Process is just one of the things that make a business organization go. It is important, because what customers perceive, tangibly, is the result or effect of the way we use our tools and our processes to provide them with a service. Thats the front end, what the customer sees. The way we use our tools (two things there: "the way we use" = process, and "our tools" = packaging, materials and product) creates the effect that draws and keeps customers.
But the system is deeper than that. Behind the processes and tools we use are the goals and strategies we have decided (consciously or unconsciously) to act upon. The processes and the tools that we use are consistent with the goals and strategies we are working toward. We can achieve goals and follow strategies when the processes and tools we use are consistent with those goals and strategies. When there are inconsistencies we have difficulties.
Beyond goals and strategies are the values and vision that determine what goals and strategies we will pursue. How we set our goals and select our strategies depends on what we see in the future and what we value, what we wish to see in the world.

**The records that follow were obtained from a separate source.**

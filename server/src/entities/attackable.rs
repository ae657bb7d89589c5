//! Combat resolution and death handling for non-player characters.

use std::sync::Arc;
use std::time::Duration;

use async_trait::async_trait;
use log::{debug, info, warn};
use npc_shared::{ActorNotification, DeathInformation, Direction, HitOutcome, ObjectKind, Point, SkillDefinition, SpawnTrigger};

use crate::combat::{Attackable, Attacker, DamageApplied, HitReport, TargetKind};
use crate::entities::{NonPlayerCharacter, StatusFlags};
use crate::error::{ActorError, ObjectId, Result};
use crate::observers::WorldObserver;
use crate::world::{EventStateProvider, GameMap};

impl NonPlayerCharacter {
    /// Kinds that cannot take hits at all
    fn ensure_attackable(&self) -> Result<()> {
        let kind = self.definition().kind;
        match kind {
            ObjectKind::Guard | ObjectKind::PassiveNpc => Err(ActorError::Unattackable(self.id())),
            ObjectKind::Trap => Err(ActorError::NotSupported {
                operation: "register hit",
                kind,
                id: self.id(),
            }),
            _ if self.is_disposed() => Err(ActorError::Disposed(self.id())),
            _ => Ok(()),
        }
    }

    /// Damage from reflection or poison. Runs through the same path as a
    /// regular hit, with a tagged outcome and possibly no attacker.
    pub async fn receive_effect_damage(
        &self,
        outcome: HitOutcome,
        source: Option<Arc<dyn Attacker>>,
    ) -> Result<Option<HitReport>> {
        self.ensure_attackable()?;
        if self.kind() == ObjectKind::SoccerBall || !self.is_alive() {
            return Ok(None);
        }
        Ok(self.apply_hit(outcome, source, 0).await)
    }

    /// Apply a computed outcome to health and handle the consequences.
    ///
    /// Returns `None` if the actor was already dead when the damage landed.
    async fn apply_hit(
        &self,
        outcome: HitOutcome,
        attacker: Option<Arc<dyn Attacker>>,
        skill_number: u16,
    ) -> Option<HitReport> {
        let applied = if outcome.health_damage > 0 {
            self.health.apply_damage(outcome.health_damage)?
        } else {
            DamageApplied {
                remaining: self.health.current(),
                lethal: false,
            }
        };

        if outcome.has_damage() {
            if let Some(attacker) = &attacker {
                if let Some(intelligence) = self.intelligence() {
                    intelligence.register_hit(attacker.clone());
                }
                attacker.after_hit_target(&outcome);
            }
        }

        let hit = ActorNotification::ObjectHit {
            target_id: self.id(),
            attacker_id: attacker.as_ref().map(|a| a.id()),
            outcome,
            remaining_health: applied.remaining,
        };
        self.observers.notify_all(&hit).await;

        if applied.lethal {
            let death = DeathInformation {
                killer_id: attacker.as_ref().map(|a| a.id()).unwrap_or(0),
                killer_name: attacker.as_ref().map(|a| a.name()).unwrap_or_default(),
                outcome,
                skill_number,
            };
            *self.death.lock() = Some(death.clone());

            // The owner hears about the hit on its summon before the death
            if let Some(owner) = self.summoned_by() {
                owner.notify(&hit);
            }
            self.on_death(death, attacker).await;
        }

        Some(HitReport {
            outcome,
            lethal: applied.lethal,
        })
    }

    async fn on_death(&self, death: DeathInformation, attacker: Option<Arc<dyn Attacker>>) {
        self.stop_walking();
        info!(
            "{} {} was killed by {} ({})",
            self.name(),
            self.id(),
            death.killer_name,
            death.killer_id
        );

        self.observers
            .notify_all(&ActorNotification::ObjectKilled {
                target_id: self.id(),
                killer_id: death.killer_id,
                killer_name: death.killer_name.clone(),
                skill_number: death.skill_number,
            })
            .await;
        self.observers.clear().await;
        if let Some(intelligence) = self.intelligence() {
            intelligence.set_observed(false);
        }

        let Ok(map) = self.map() else {
            return;
        };

        if let Some(killer) = attacker.and_then(|a| a.credited_player()) {
            map.schedule_loot(self, killer.clone());
            map.notify_kill_listeners(self, &killer);
        }

        if self.should_respawn(map.services().events.as_ref()) {
            self.schedule_respawn(map);
        } else {
            map.remove_npc(self.id()).await;
        }
    }

    /// Whether this actor comes back after dying, given the current world state
    pub fn should_respawn(&self, events: &dyn EventStateProvider) -> bool {
        if self.is_summoned() {
            return false;
        }

        let area = self.spawn_area();
        match area.trigger {
            SpawnTrigger::Automatic => true,
            SpawnTrigger::AutomaticDuringEvent => events.is_event_running(area.map_id),
            SpawnTrigger::AutomaticDuringWave => events.is_wave_running(area.map_id, area.wave),
            SpawnTrigger::Wandering | SpawnTrigger::Manual => false,
        }
    }

    fn schedule_respawn(&self, map: Arc<GameMap>) {
        let Some(npc) = self.weak_self.upgrade() else {
            return;
        };
        let delay = Duration::from_millis(self.definition().respawn_delay_ms);
        debug!("{} {} respawns in {:?}", self.name(), self.id(), delay);

        let handle = tokio::spawn(async move {
            tokio::time::sleep(delay).await;
            // Past this point the respawn is no longer cancellable
            npc.respawn_task.lock().take();

            if let Err(e) = map.respawn_npc(&npc).await {
                if e.is_cancellation() {
                    debug!("Respawn of {} skipped: {}", npc.id(), e);
                } else {
                    warn!("Respawn of {} failed: {}", npc.id(), e);
                }
            }
        });
        *self.respawn_task.lock() = Some(handle);
    }

    /// Whether a respawn is pending
    pub fn is_respawn_pending(&self) -> bool {
        self.respawn_task.lock().as_ref().map_or(false, |task| !task.is_finished())
    }

    /// Kicked soccer balls roll away from the kicker as far as the terrain allows
    async fn push_away_from(&self, from: Point) -> Result<()> {
        let map = self.map()?;
        let mut direction = Direction::between(from, self.position());
        if direction == Direction::Undefined {
            direction = Direction::random();
        }

        let mut destination = self.position();
        for _ in 0..map.config().soccer_ball_push_distance {
            match destination.step(direction) {
                Some(next) if map.terrain().is_walkable(next) => destination = next,
                _ => break,
            }
        }

        if destination != self.position() {
            self.place(destination, direction, false).await;
        }
        Ok(())
    }
}

#[async_trait]
impl Attackable for NonPlayerCharacter {
    fn id(&self) -> ObjectId {
        NonPlayerCharacter::id(self)
    }

    fn name(&self) -> String {
        NonPlayerCharacter::name(self).to_string()
    }

    fn position(&self) -> Point {
        NonPlayerCharacter::position(self)
    }

    fn health(&self) -> u32 {
        self.health.current()
    }

    fn is_alive(&self) -> bool {
        NonPlayerCharacter::is_alive(self)
    }

    fn is_active(&self) -> bool {
        NonPlayerCharacter::is_alive(self) && !self.is_disposed()
    }

    fn status(&self) -> StatusFlags {
        self.effects.status()
    }

    fn target_kind(&self) -> TargetKind {
        TargetKind::Npc {
            kind: self.kind(),
            summoned: self.is_summoned(),
        }
    }

    fn defense(&self) -> u32 {
        self.definition().defense
    }

    async fn attack_by(&self, attacker: Arc<dyn Attacker>, skill: Option<&SkillDefinition>) -> Result<Option<HitReport>> {
        self.ensure_attackable()?;
        if self.kind() == ObjectKind::SoccerBall {
            self.push_away_from(attacker.position()).await?;
            return Ok(None);
        }
        if !NonPlayerCharacter::is_alive(self) {
            return Ok(None);
        }

        if self.effects.clear_status(StatusFlags::ASLEEP) > 0 {
            debug!("{} {} woke up", NonPlayerCharacter::name(self), self.id());
        }

        let map = self.map()?;
        let outcome = map.services().damage.calculate_damage(attacker.as_ref(), self, skill, false, 1.0);
        let skill_number = skill.map(|s| s.number).unwrap_or(0);
        Ok(self.apply_hit(outcome, Some(attacker), skill_number).await)
    }
}
//! Transient portals summoned by players.
//!
//! A gate has no health. It goes away when its lifetime runs out, when it was
//! used too often, or when its summoner leaves or dies.

use std::sync::atomic::{AtomicBool, AtomicU32, Ordering};
use std::sync::{Arc, Weak};
use std::time::Duration;

use log::debug;
use npc_shared::{ActorNotification, Point};
use parking_lot::Mutex;
use tokio::task::JoinHandle;

use crate::entities::Player;
use crate::error::{ActorError, ObjectId, Result};
use crate::observers::WorldObserver;
use crate::world::GameMap;

pub struct Gate {
    id: ObjectId,
    owner_id: ObjectId,
    owner: Weak<Player>,
    position: Point,
    destination: Point,
    uses: AtomicU32,
    max_uses: u32,
    disposed: AtomicBool,
    lifetime_task: Mutex<Option<JoinHandle<()>>>,
    map: Weak<GameMap>,
}

impl Gate {
    pub(crate) fn new(
        id: ObjectId,
        owner: &Arc<Player>,
        position: Point,
        destination: Point,
        max_uses: u32,
        map: &Arc<GameMap>,
    ) -> Arc<Self> {
        Arc::new(Self {
            id,
            owner_id: owner.id(),
            owner: Arc::downgrade(owner),
            position,
            destination,
            uses: AtomicU32::new(0),
            max_uses,
            disposed: AtomicBool::new(false),
            lifetime_task: Mutex::new(None),
            map: Arc::downgrade(map),
        })
    }

    /// Remove the gate from its map once `lifetime` has elapsed
    pub(crate) fn start_lifetime(self: &Arc<Self>, lifetime: Duration) {
        let gate = Arc::downgrade(self);
        let handle = tokio::spawn(async move {
            tokio::time::sleep(lifetime).await;
            let Some(gate) = gate.upgrade() else {
                return;
            };
            gate.lifetime_task.lock().take();
            debug!("Gate {} expired", gate.id);
            if let Some(map) = gate.map.upgrade() {
                map.remove_gate(gate.id);
            }
            gate.dispose();
        });
        *self.lifetime_task.lock() = Some(handle);
    }

    /// Travel through the gate to its destination.
    ///
    /// A use is reserved before the player moves, so concurrent entries never
    /// exceed the use limit. A failed move gives its use back.
    pub async fn enter(&self, player: &Arc<Player>) -> Result<()> {
        if self.is_disposed() {
            return Err(ActorError::Disposed(self.id));
        }
        let map = self.map.upgrade().ok_or(ActorError::NotOnMap(self.id))?;

        let uses = self
            .uses
            .fetch_update(Ordering::AcqRel, Ordering::Acquire, |uses| (uses < self.max_uses).then(|| uses + 1))
            .map(|previous| previous + 1)
            .map_err(|_| ActorError::Disposed(self.id))?;

        if let Err(e) = map.move_player(player.id(), self.destination).await {
            self.uses.fetch_sub(1, Ordering::AcqRel);
            return Err(e);
        }
        player.notify(&ActorNotification::GateEntered {
            gate_id: self.id,
            destination: self.destination,
        });

        if uses >= self.max_uses {
            debug!("Gate {} reached its use limit", self.id);
            map.remove_gate(self.id);
            self.dispose();
        }
        Ok(())
    }

    /// Stop the lifetime timer. Calling this again does nothing.
    pub fn dispose(&self) {
        if self.disposed.swap(true, Ordering::AcqRel) {
            return;
        }
        if let Some(task) = self.lifetime_task.lock().take() {
            task.abort();
        }
    }

    pub fn is_disposed(&self) -> bool {
        self.disposed.load(Ordering::Acquire)
    }

    pub fn id(&self) -> ObjectId {
        self.id
    }

    pub fn owner_id(&self) -> ObjectId {
        self.owner_id
    }

    pub fn owner(&self) -> Option<Arc<Player>> {
        self.owner.upgrade()
    }

    pub fn position(&self) -> Point {
        self.position
    }

    pub fn destination(&self) -> Point {
        self.destination
    }

    pub fn uses(&self) -> u32 {
        self.uses.load(Ordering::Acquire)
    }
}

impl std::fmt::Debug for Gate {
    fn fmt(&self, f: &mut std::fmt::Formatter<'_>) -> std::fmt::Result {
        f.debug_struct("Gate")
            .field("id", &self.id)
            .field("owner", &self.owner_id)
            .field("destination", &self.destination)
            .field("uses", &self.uses())
            .finish()
    }
}
//! Actor definitions and spawn areas, and spawning actors from them.

use std::collections::HashMap;
use std::path::Path;
use std::sync::Arc;

use log::{info, warn};
use npc_shared::{ActorDefinition, Direction, IntelligenceKind, LootEntry, ObjectKind, Point, SpawnArea, SpawnTrigger};
use serde::Deserialize;

use crate::entities::NonPlayerCharacter;
use crate::error::{ActorError, LoadError, Result};
use crate::world::GameMap;

/// Static world data as stored on disk
#[derive(Debug, Clone, Deserialize)]
pub struct WorldData {
    pub definitions: Vec<ActorDefinition>,
    pub spawn_areas: Vec<SpawnArea>,
}

impl WorldData {
    /// Load world data from a JSON file and check that every spawn area refers
    /// to a known definition
    pub fn load<P: AsRef<Path>>(path: P) -> std::result::Result<Self, LoadError> {
        let path = path.as_ref();
        let content = std::fs::read_to_string(path).map_err(|source| LoadError::Io {
            path: path.display().to_string(),
            source,
        })?;
        let data: WorldData = serde_json::from_str(&content).map_err(|source| LoadError::Parse {
            path: path.display().to_string(),
            source,
        })?;

        if let Some(area) = data
            .spawn_areas
            .iter()
            .find(|area| !data.definitions.iter().any(|d| d.number == area.definition))
        {
            return Err(LoadError::Invalid {
                path: path.display().to_string(),
                reason: format!("spawn area {} refers to unknown definition {}", area.id, area.definition),
            });
        }

        info!(
            "Loaded {} definitions and {} spawn areas from {:?}",
            data.definitions.len(),
            data.spawn_areas.len(),
            path
        );
        Ok(data)
    }

    /// Small world used when no data file is given
    pub fn built_in() -> Self {
        let goblin = ActorDefinition {
            number: 1,
            designation: "Goblin".to_string(),
            kind: ObjectKind::Monster,
            level: 3,
            max_health: 60,
            min_damage: 4,
            max_damage: 9,
            defense: 1,
            attack_range: 1,
            view_range: 6,
            move_range: 3,
            move_delay_ms: 400,
            attack_delay_ms: 1200,
            respawn_delay_ms: 5000,
            drop_count: 2,
            loot_table: vec![
                LootEntry {
                    item_id: 3,
                    drop_chance: 0.5,
                    min_quantity: 1,
                    max_quantity: 1,
                },
                LootEntry {
                    item_id: 1,
                    drop_chance: 0.2,
                    min_quantity: 1,
                    max_quantity: 2,
                },
            ],
            attack_skill: None,
            intelligence: None,
        };

        let guard = ActorDefinition {
            number: 2,
            designation: "Town Guard".to_string(),
            kind: ObjectKind::Guard,
            level: 50,
            max_health: 1000,
            min_damage: 30,
            max_damage: 40,
            defense: 20,
            attack_range: 2,
            view_range: 7,
            move_range: 2,
            drop_count: 0,
            loot_table: Vec::new(),
            ..goblin.clone()
        };

        let spike_trap = ActorDefinition {
            number: 3,
            designation: "Spike Trap".to_string(),
            kind: ObjectKind::Trap,
            level: 10,
            max_health: 1,
            min_damage: 10,
            max_damage: 15,
            defense: 0,
            attack_range: 0,
            view_range: 3,
            move_range: 0,
            attack_delay_ms: 1000,
            drop_count: 0,
            loot_table: Vec::new(),
            intelligence: Some(IntelligenceKind::TrapPressure),
            ..goblin.clone()
        };

        let lance_trap = ActorDefinition {
            number: 4,
            designation: "Lance Trap".to_string(),
            attack_range: 3,
            view_range: 4,
            intelligence: Some(IntelligenceKind::TrapDirectionalArea),
            ..spike_trap.clone()
        };

        let barrel = ActorDefinition {
            number: 5,
            designation: "Barrel".to_string(),
            kind: ObjectKind::Destructible,
            level: 1,
            max_health: 20,
            min_damage: 0,
            max_damage: 0,
            defense: 0,
            attack_range: 0,
            view_range: 0,
            move_range: 0,
            respawn_delay_ms: 15_000,
            ..goblin.clone()
        };

        let ball = ActorDefinition {
            number: 6,
            designation: "Soccer Ball".to_string(),
            kind: ObjectKind::SoccerBall,
            drop_count: 0,
            loot_table: Vec::new(),
            ..barrel.clone()
        };

        let wolf = ActorDefinition {
            number: 7,
            designation: "Spirit Wolf".to_string(),
            level: 8,
            max_health: 120,
            min_damage: 8,
            max_damage: 14,
            view_range: 6,
            move_delay_ms: 300,
            drop_count: 0,
            loot_table: Vec::new(),
            ..goblin.clone()
        };

        let invader = ActorDefinition {
            number: 8,
            designation: "Invader".to_string(),
            level: 12,
            max_health: 90,
            ..goblin.clone()
        };

        let area = |id: u32, definition: u16, from: (u8, u8), to: (u8, u8), quantity: u16, trigger: SpawnTrigger| {
            SpawnArea {
                id,
                map_id: 0,
                definition,
                x1: from.0,
                y1: from.1,
                x2: to.0,
                y2: to.1,
                direction: Direction::Undefined,
                quantity,
                trigger,
                max_health_override: None,
                wave: 0,
            }
        };

        let mut lance_area = SpawnArea::point(4, 0, 4, Point::new(12, 30), Direction::East);
        lance_area.trigger = SpawnTrigger::Automatic;

        Self {
            definitions: vec![goblin, guard, spike_trap, lance_trap, barrel, ball, wolf, invader],
            spawn_areas: vec![
                area(1, 1, (20, 20), (40, 40), 8, SpawnTrigger::Automatic),
                area(2, 2, (5, 5), (8, 8), 1, SpawnTrigger::Automatic),
                area(3, 3, (30, 10), (30, 10), 1, SpawnTrigger::Automatic),
                lance_area,
                area(5, 5, (15, 15), (18, 18), 2, SpawnTrigger::Automatic),
                area(6, 6, (25, 45), (25, 45), 1, SpawnTrigger::Automatic),
                area(7, 8, (40, 20), (50, 30), 4, SpawnTrigger::AutomaticDuringEvent),
            ],
        }
    }
}

/// Definitions by number plus the spawn areas referring to them
#[derive(Debug)]
pub struct SpawnTable {
    definitions: HashMap<u16, Arc<ActorDefinition>>,
    areas: Vec<Arc<SpawnArea>>,
}

impl SpawnTable {
    pub fn new(data: WorldData) -> Self {
        Self {
            definitions: data
                .definitions
                .into_iter()
                .map(|definition| (definition.number, Arc::new(definition)))
                .collect(),
            areas: data.spawn_areas.into_iter().map(Arc::new).collect(),
        }
    }

    pub fn definition(&self, number: u16) -> Result<Arc<ActorDefinition>> {
        self.definitions
            .get(&number)
            .cloned()
            .ok_or(ActorError::UnknownDefinition(number))
    }

    pub fn areas(&self) -> &[Arc<SpawnArea>] {
        &self.areas
    }

    pub fn area(&self, id: u32) -> Result<Arc<SpawnArea>> {
        self.areas
            .iter()
            .find(|area| area.id == id)
            .cloned()
            .ok_or(ActorError::UnknownSpawnArea(id))
    }

    /// Spawn everything that appears at world load
    pub async fn populate(&self, map: &Arc<GameMap>) -> usize {
        let spawned = self
            .spawn_matching(map, |area| {
                matches!(area.trigger, SpawnTrigger::Automatic | SpawnTrigger::Wandering)
            })
            .await;
        info!("Populated map {} with {} actors", map.id(), spawned);
        spawned
    }

    /// Spawn the event actors of the map
    pub async fn start_event(&self, map: &Arc<GameMap>) -> usize {
        self.spawn_matching(map, |area| area.trigger == SpawnTrigger::AutomaticDuringEvent)
            .await
    }

    /// Spawn the actors of one wave
    pub async fn start_wave(&self, map: &Arc<GameMap>, wave: u8) -> usize {
        self.spawn_matching(map, |area| {
            area.trigger == SpawnTrigger::AutomaticDuringWave && area.wave == wave
        })
        .await
    }

    /// Spawn the actors of a manually triggered area
    pub async fn spawn_manual(&self, map: &Arc<GameMap>, area_id: u32) -> Result<Vec<Arc<NonPlayerCharacter>>> {
        let area = self.area(area_id)?;
        let definition = self.definition(area.definition)?;

        let mut spawned = Vec::with_capacity(area.quantity as usize);
        for _ in 0..area.quantity {
            spawned.push(map.spawn_npc(definition.clone(), area.clone()).await?);
        }
        Ok(spawned)
    }

    async fn spawn_matching<F>(&self, map: &Arc<GameMap>, filter: F) -> usize
    where
        F: Fn(&SpawnArea) -> bool,
    {
        let mut spawned = 0;
        for area in self.areas.iter().filter(|area| area.map_id == map.id() && filter(area)) {
            let definition = match self.definition(area.definition) {
                Ok(definition) => definition,
                Err(e) => {
                    warn!("Skipping spawn area {}: {}", area.id, e);
                    continue;
                }
            };

            for _ in 0..area.quantity {
                match map.spawn_npc(definition.clone(), area.clone()).await {
                    Ok(_) => spawned += 1,
                    Err(e) => {
                        warn!("Failed to spawn {} in area {}: {}", definition.designation, area.id, e);
                        break;
                    }
                }
            }
        }
        spawned
    }
}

This is a highly interconnected system of drivers that lead to providing an "effect" to our customer. If our values change, as they will based on experience and changing values in the culture, our vision of the future will change. These changes will require us to rethink our goals and the strategies were following to reach those goals. When the goals and strategies change the processes and tools we use to provide the "effect" for our customers will change. The system always operates, turning out "effects". If there are discrepancies between, for example, vision and goals, the effect will be disappointing; discrepancies between tools and process cause rework and the effect on the customer is disappointing.
We work on process because this is where the effect is really created. For example, with painting the effect is the result of the artists technique, their process for painting. We recognize a Picasso regardless of the materials he used to paint with, regardless of the particular brushes he selected. Process is where the other parts of the system are synthesized, this is where the effect is created. However, the process will create an effect that is exactly consonant with the rest of this system: values, vision, goals, strategies, and tools. A Picasso is identifiable precisely because of Picassos vision, values, goals, strategies, tools, and process for producing paintings, his technique. This is why imitators usually fail: the system is too deep, too complex to reproduce. So they concentrate on duplicating the tools and the process and their effect is clearly an inferior imitation, because the rest of the parts of the system were different.
Process is malleable, we can adapt it easily to fit our tools; but more important, we can adapt it easily to fit strategies, goals, vision and values. We can compensate to some degree for misalignment among these factors by adjusting our processes and using our tools differently. However, where there are large differences between these factors it is necessary to look at the whole system and bring all the factors into conscious balance. Organizations sometimes need to go through this massive re-evaluation of their purpose, means and effect. Whether its called "re-engineering" or happens because of a merger or a buy-out, rebuilding the drivers among these factors will preoccupy an organization. Customers will notice the change in effect. It is healthier for an organization to periodically test and tune these factors to protect and improve the effect for the customer. This can be done by evaluating process, using process as a window into the other factors in the system. Whether the technique is benchmarking, assessment or audit, the purpose is to bring these factors into alignment so that the organization's effect on the customer is the effect the organization and the customer wants.